- _Aim of the exercise_
Check every line of the data for the word "info", and copy those that have it.

- _Available data_
┄┄┄┄┄┄┄┄┄┄

//! Log every message seen on the broker.
//!
//! Usage:
//!   cargo run --bin mqtt-dump -- --mqtt-server homeassistant.local
//!
//! Useful for finding the topics and payload shape a sensor publishes
//! before pointing `rook` at it.

use clap::Parser;
use log::{error, info};
use rook::config::{self, MqttArgs};
use rook::input::mqtt::MqttClient;
use rook::sensors::payload_preview;
use tokio::sync::mpsc;
use tokio_util::sync::CancellationToken;

#[derive(Parser)]
#[command(name = "mqtt-dump")]
#[command(about = "Print every MQTT message matching a topic filter")]
struct Cli {
    #[command(flatten)]
    mqtt: MqttArgs,

    /// Topic filter to subscribe to
    #[arg(long, default_value = "#")]
    topic: String,
}

fn main() {
    config::load_dotenv();
    let cli = Cli::parse();
    env_logger::Builder::from_env(env_logger::Env::default().default_filter_or("info")).init();

    let runtime = match tokio::runtime::Runtime::new() {
        Ok(runtime) => runtime,
        Err(e) => {
            error!("Failed to start runtime: {}", e);
            std::process::exit(1);
        }
    };
    runtime.block_on(dump(cli));
}

async fn dump(cli: Cli) {
    let config = cli.mqtt.to_config("mqtt_dump");
    info!(
        "Connecting to MQTT broker at {}:{}",
        config.broker_host, config.broker_port
    );

    let mut client = MqttClient::new(&config);
    client.add_subscription(cli.topic);

    let (msg_tx, mut msg_rx) = mpsc::channel(100);
    let shutdown = CancellationToken::new();
    let mqtt_handle = tokio::spawn(client.run(msg_tx, None, shutdown.clone()));

    info!("Waiting for Ctrl+C...");
    loop {
        tokio::select! {
            msg = msg_rx.recv() => match msg {
                Some(msg) => info!(
                    "Received message: {} from topic: {}",
                    payload_preview(&msg.payload),
                    msg.topic
                ),
                None => break,
            },
            _ = tokio::signal::ctrl_c() => {
                info!("Ctrl+C received. Exiting gracefully...");
                break;
            }
        }
    }

    shutdown.cancel();
    let _ = mqtt_handle.await;
}
//! Motion sensor readings and per-device transition tracking.
//!
//! Raw MQTT payloads are decoded into [`SensorReading`]s, which the
//! [`EdgeDetector`] checks against the [`DeviceStateStore`] to decide whether
//! a notification is due.

pub mod device_store;
pub mod edge_detector;
pub mod reading;

pub use device_store::DeviceStateStore;
pub use edge_detector::{EdgeDetector, MOTION_CLEARED, MOTION_DETECTED};
pub use reading::{SensorReading, decode, payload_preview};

┄┄┄┄┄┄┄┄┄┄

- _Answer space_
use log::{error, info};
    env_logger::Builder::from_env(env_logger::Env::default().default_filter_or("info")).init();
    info!(
    info!("Waiting for Ctrl+C...");
                Some(msg) => info!(
                info!("Ctrl+C received. Exiting gracefully...");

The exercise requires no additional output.